→ Problem details
Look through the data for the string "Release". Copy every line where it is found.

:: The data

//! Board bindings for the output lines and the settings flash page.

use embassy_stm32::flash::{Blocking, Error as FlashError, Flash};
use embassy_stm32::gpio::{Output, OutputOpenDrain};
use watchdog_core::lines::{LineAction, LineDriver, LineId};
use watchdog_core::settings::{RECORD_LEN, SettingsStore};

use crate::logging;

/// Last 2 KiB page of the STM32G0B1KE's 512 KiB flash.
pub const SETTINGS_OFFSET: u32 = 0x0007_F800;
pub const SETTINGS_PAGE_SIZE: u32 = 0x800;

/// RESET* and PWR* as open-drain outputs, the LED push-pull.
pub struct HardwareLines<'d> {
    reset: OutputOpenDrain<'d>,
    power: OutputOpenDrain<'d>,
    led: Output<'d>,
}

impl<'d> HardwareLines<'d> {
    pub fn new(reset: OutputOpenDrain<'d>, power: OutputOpenDrain<'d>, led: Output<'d>) -> Self {
        Self { reset, power, led }
    }
}

impl LineDriver for HardwareLines<'_> {
    fn apply(&mut self, line: LineId, action: LineAction) {
        match line {
            LineId::Reset => drive_open_drain(&mut self.reset, action),
            LineId::Power => drive_open_drain(&mut self.power, action),
            LineId::Led => {
                match action {
                    LineAction::AssertLow => self.led.set_low(),
                    LineAction::Release => self.led.set_high(),
                }
                return;
            }
        }
        logging::line_transition(line, action);
    }
}

fn drive_open_drain(output: &mut OutputOpenDrain<'_>, action: LineAction) {
    match action {
        LineAction::AssertLow => output.set_low(),
        LineAction::Release => output.set_high(),
    }
}

/// Settings record kept at the start of a dedicated flash page.
pub struct FlashStore<'d> {
    flash: Flash<'d, Blocking>,
}

impl<'d> FlashStore<'d> {
    pub fn new(flash: Flash<'d, Blocking>) -> Self {
        Self { flash }
    }
}

impl SettingsStore for FlashStore<'_> {
    type Error = FlashError;

    fn read(&mut self, buf: &mut [u8]) -> Result<usize, Self::Error> {
        let count = buf.len().min(RECORD_LEN);
        self.flash.blocking_read(SETTINGS_OFFSET, &mut buf[..count])?;
        Ok(count)
    }

    fn write(&mut self, data: &[u8]) -> Result<(), Self::Error> {
        self.flash
            .blocking_erase(SETTINGS_OFFSET, SETTINGS_OFFSET + SETTINGS_PAGE_SIZE)?;
        self.flash.blocking_write(SETTINGS_OFFSET, data)
    }
}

::::

→ Response
                    LineAction::Release => self.led.set_high(),
        LineAction::Release => output.set_high(),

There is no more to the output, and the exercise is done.